Mixed Berries Jam, Persian and Healthy Style

Traditional Persian jams are made with whole or cut fruits rather than crushed fruits; they usually have no additive to make them jelly like and as a result any kind of fruit jam preserves that fruit’s look to a large extent.  It is hard to find this type of fruit jam in the market in Montreal, giving me one more incentive to make them at home from scratch.

For this particular jam, I used the four berries currently in season in Montreal:  Strawberries, black berries, blue berries and raspberries. You could certainly go with your own choices.  Also for this particular jam, I have deviated from traditional Persian jams by making it less sugary/sweet. I have used brown sugar instead of white sugar and only to a much less degree, and used maple syrup to get to the desirable thickness and sweetness. I am pretty happy with the result: Not as thick as a traditional Persian jam but much tastier! Give it a try to see for yourself!

Ingredients (for three standard jam bottles, 250 ml each)
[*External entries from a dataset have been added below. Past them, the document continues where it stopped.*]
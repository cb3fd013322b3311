//! Numeric replies the relay reacts to.

pub const RPL_WELCOME: &str = "001";
pub const RPL_NOTOPIC: &str = "331";
pub const RPL_TOPIC: &str = "332";
pub const RPL_NAMREPLY: &str = "353";
pub const RPL_ENDOFNAMES: &str = "366";
pub const ERR_ERRONEUSNICKNAME: &str = "432";
pub const ERR_NICKNAMEINUSE: &str = "433";
pub const ERR_NICKCOLLISION: &str = "436";

/// Whether a command token is a three-digit numeric.
pub fn is_numeric(command: &str) -> bool {
    command.len() == 3 && command.bytes().all(|b| b.is_ascii_digit())
}
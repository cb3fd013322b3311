//! Sliding message windows for flood detection.

use std::collections::VecDeque;
use std::time::{Duration, Instant};

/// Timestamps of one user's recent messages in one channel.
#[derive(Debug, Default)]
pub struct FloodWindow {
    stamps: VecDeque<Instant>,
}

impl FloodWindow {
    /// Drop entries older than `timeframe` before `now`.
    pub fn prune(&mut self, now: Instant, timeframe: Duration) {
        while let Some(&t) = self.stamps.front() {
            if now.saturating_duration_since(t) > timeframe {
                self.stamps.pop_front();
            } else {
                break;
            }
        }
    }

    /// Record a message and return how many remain in the window.
    pub fn record(&mut self, now: Instant, timeframe: Duration) -> usize {
        self.prune(now, timeframe);
        self.stamps.push_back(now);
        self.stamps.len()
    }

    pub fn is_empty(&self) -> bool {
        self.stamps.is_empty()
    }
}
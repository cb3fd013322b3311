//! Gateway - WebSocket listener for web observers.
//!
//! Each accepted observer gets its own task speaking JSON frames. Observers
//! read from the relay [`Hub`] and turn their requests into session intents;
//! they never touch session state directly.

use futures_util::{SinkExt, StreamExt};
use relay_proto::irc_to_lower;
use serde::Deserialize;
use std::collections::HashSet;
use std::net::SocketAddr;
use std::sync::Arc;
use tokio::net::{TcpListener, TcpStream};
use tokio::sync::broadcast::error::RecvError;
use tokio_tungstenite::tungstenite::Message;
use tokio_tungstenite::{WebSocketStream, accept_hdr_async};
use tokio_util::sync::CancellationToken;
use tracing::{Instrument, debug, info, instrument, warn};
use uuid::Uuid;

use crate::config::GatewayConfig;
use crate::error::GatewayError;
use crate::metrics;
use crate::relay::{Envelope, Hub, Intent, Notification};
use crate::session::Supervisor;
use crate::telemetry::spans;

/// Observer to relay frame, tagged by `"type"`.
#[derive(Debug, Clone, PartialEq, Eq, Deserialize)]
#[serde(tag = "type", rename_all = "snake_case")]
pub enum ClientFrame {
    Init {
        #[serde(default)]
        token: Option<String>,
    },
    JoinChannel {
        channel: String,
    },
    PartChannel {
        channel: String,
    },
    SendMessage {
        target: String,
        text: String,
    },
    GetTopic {
        channel: String,
    },
    SetTopic {
        channel: String,
        text: String,
    },
    ListRoster {
        channel: String,
    },
    GetHistory {
        channel: String,
    },
    OpenQuery {
        nick: String,
    },
}

/// The Gateway accepts observer connections and spawns one task per observer.
pub struct Gateway {
    listener: TcpListener,
    config: GatewayConfig,
    supervisor: Arc<Supervisor>,
}
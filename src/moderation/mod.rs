//! Per-channel moderation: flood and excessive-caps detection.
//!
//! The engine is owned by the session actor. Channel configs are replaced
//! wholesale on reload, so a check always sees either the old table or the
//! new one. Flood windows are keyed by `(channel, nick)` after case folding.

mod window;

pub use window::FloodWindow;

use relay_proto::irc_to_lower;
use serde::{Deserialize, Serialize};
use std::collections::HashMap;
use std::time::{Duration, Instant};
use tracing::debug;

use crate::config::defaults::{
    default_caps_percentage, default_flood_threshold, default_flood_timeframe, default_true,
};
use crate::config::{ModerationSettings, UnconfiguredPolicy};

/// Kick reason for flooding.
pub const FLOOD_KICK_REASON: &str = "Flooding is not allowed";
/// Kick reason for shouting.
pub const CAPS_KICK_REASON: &str = "Excessive use of capital letters";
/// Messages with fewer letters than this are never caps-checked.
pub const MIN_CAPS_LETTERS: usize = 5;

/// Moderation settings for one channel.
#[derive(Debug, Clone, PartialEq, Eq, Deserialize, Serialize)]
pub struct ModerationConfig {
    pub channel: String,
    #[serde(default = "default_true")]
    pub enabled: bool,
    /// Messages tolerated inside the window before a kick.
    #[serde(default = "default_flood_threshold")]
    pub flood_threshold: u32,
    #[serde(default = "default_flood_timeframe")]
    pub flood_timeframe_secs: u64,
    /// Upper-case share of letters (0-100) above which a message is shouting.
    #[serde(default = "default_caps_percentage")]
    pub caps_percentage: u8,
}

impl ModerationConfig {
    pub fn new(channel: &str) -> Self {
        Self {
            channel: channel.to_string(),
            enabled: true,
            flood_threshold: default_flood_threshold(),
            flood_timeframe_secs: default_flood_timeframe(),
            caps_percentage: default_caps_percentage(),
        }
    }

    pub fn flood_timeframe(&self) -> Duration {
        Duration::from_secs(self.flood_timeframe_secs)
    }
}

/// Outcome of inspecting one channel message.
#[derive(Debug, Clone, Copy, PartialEq, Eq)]
pub enum Verdict {
    Clean,
    Flood,
    Caps,
}

impl Verdict {
    /// Kick reason, if the message must be punished.
    pub fn kick_reason(&self) -> Option<&'static str> {
        match self {
            Self::Clean => None,
            Self::Flood => Some(FLOOD_KICK_REASON),
            Self::Caps => Some(CAPS_KICK_REASON),
        }
    }

    pub fn as_str(&self) -> &'static str {
        match self {
            Self::Clean => "clean",
            Self::Flood => "flood",
            Self::Caps => "caps",
        }
    }
}

/// Whether `text` is shouting at `percentage` (0-100).
///
/// Fewer than [`MIN_CAPS_LETTERS`] letters never counts.
pub fn is_excessive_caps(text: &str, percentage: u8) -> bool {
    let (letters, upper) = text
        .chars()
        .filter(|c| c.is_alphabetic())
        .fold((0usize, 0usize), |(l, u), c| (l + 1, u + usize::from(c.is_uppercase())));
    if letters < MIN_CAPS_LETTERS {
        return false;
    }
    upper * 100 > usize::from(percentage) * letters
}

#[derive(Debug)]
pub struct ModerationEngine {
    configs: HashMap<String, ModerationConfig>,
    /// Applied to channels without a row when the policy is closed.
    fallback: Option<ModerationConfig>,
    windows: HashMap<(String, String), FloodWindow>,
}

impl ModerationEngine {
    pub fn new(settings: &ModerationSettings) -> Self {
        let fallback = match settings.unconfigured {
            UnconfiguredPolicy::Open => None,
            UnconfiguredPolicy::Closed => Some(ModerationConfig {
                channel: "*".to_string(),
                enabled: true,
                flood_threshold: settings.flood_threshold,
                flood_timeframe_secs: settings.flood_timeframe_secs,
                caps_percentage: settings.caps_percentage,
            }),
        };
        Self {
            configs: HashMap::new(),
            fallback,
            windows: HashMap::new(),
        }
    }

    /// Swap in a freshly loaded config table.
    pub fn replace_configs(&mut self, configs: Vec<ModerationConfig>) {
        let table: HashMap<String, ModerationConfig> = configs
            .into_iter()
            .map(|c| (irc_to_lower(&c.channel), c))
            .collect();
        debug!(channels = table.len(), "Moderation configs replaced");
        self.configs = table;
    }

    /// Effective config for a channel. `None` means moderation is off there.
    pub fn config_for(&self, channel: &str) -> Option<&ModerationConfig> {
        match self.configs.get(&irc_to_lower(channel)) {
            Some(config) => config.enabled.then_some(config),
            None => self.fallback.as_ref(),
        }
    }

    /// Record a message from `user` and report whether they are flooding.
    pub fn check_flood(&mut self, channel: &str, user: &str) -> bool {
        self.check_flood_at(channel, user, Instant::now())
    }

    pub fn check_flood_at(&mut self, channel: &str, user: &str, now: Instant) -> bool {
        let Some(config) = self.config_for(channel) else {
            return false;
        };
        let (threshold, timeframe) = (config.flood_threshold, config.flood_timeframe());
        let window = self
            .windows
            .entry((irc_to_lower(channel), irc_to_lower(user)))
            .or_default();
        window.record(now, timeframe) > threshold as usize
    }

    /// Whether `text` exceeds the channel's caps percentage.
    pub fn check_caps(&self, channel: &str, text: &str) -> bool {
        self.config_for(channel)
            .is_some_and(|config| is_excessive_caps(text, config.caps_percentage))
    }

    /// Flood first, then caps.
    pub fn inspect(&mut self, channel: &str, user: &str, text: &str) -> Verdict {
        self.inspect_at(channel, user, text, Instant::now())
    }

    pub fn inspect_at(&mut self, channel: &str, user: &str, text: &str, now: Instant) -> Verdict {
        if self.check_flood_at(channel, user, now) {
            Verdict::Flood
        } else if self.check_caps(channel, text) {
            Verdict::Caps
        } else {
            Verdict::Clean
        }
    }

    /// A member left a channel; their window there is meaningless now.
    pub fn forget(&mut self, channel: &str, user: &str) {
        self.windows.remove(&(irc_to_lower(channel), irc_to_lower(user)));
    }

    /// Drop windows that have gone quiet. Keeps the map from growing with
    /// every nick that ever spoke.
    pub fn prune(&mut self, now: Instant) {
        let configs = &self.configs;
        let fallback = self.fallback.as_ref();
        self.windows.retain(|(channel, _), window| {
            let timeframe = configs
                .get(channel)
                .or(fallback)
                .map(ModerationConfig::flood_timeframe)
                .unwrap_or_default();
            window.prune(now, timeframe);
            !window.is_empty()
        });
    }

    pub fn clear_windows(&mut self) {
        self.windows.clear();
    }

    pub fn tracked_windows(&self) -> usize {
        self.windows.len()
    }
}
  • 10 cups of Strawberries, black berries, blue berries and raspberries (in equal proportions)  washed and drained.  Only strawberries need cutting; keep the rest whole.
  • 1 cup brown sugar
  • ½ cup maple syrup

Method:

Place the cut strawberries and blue berries in a not-too-deep copper or enamel pot. Sprinkle ¾ of sugar on top, close the lid, shake well and leave it in the fridge overnight. Place black berries and raspberries in a normal bowl with lid, sprinkle the remaining ¼ of sugar, shake well and leave it in the fridge.  The reason we separate the berries is that the former berries are tenderer and require less cooking time.

Come morning, you will notice the sugar has been melted and mixed with extracted fruit juice. This is all juice you would need to cook the fruits in; no water is added.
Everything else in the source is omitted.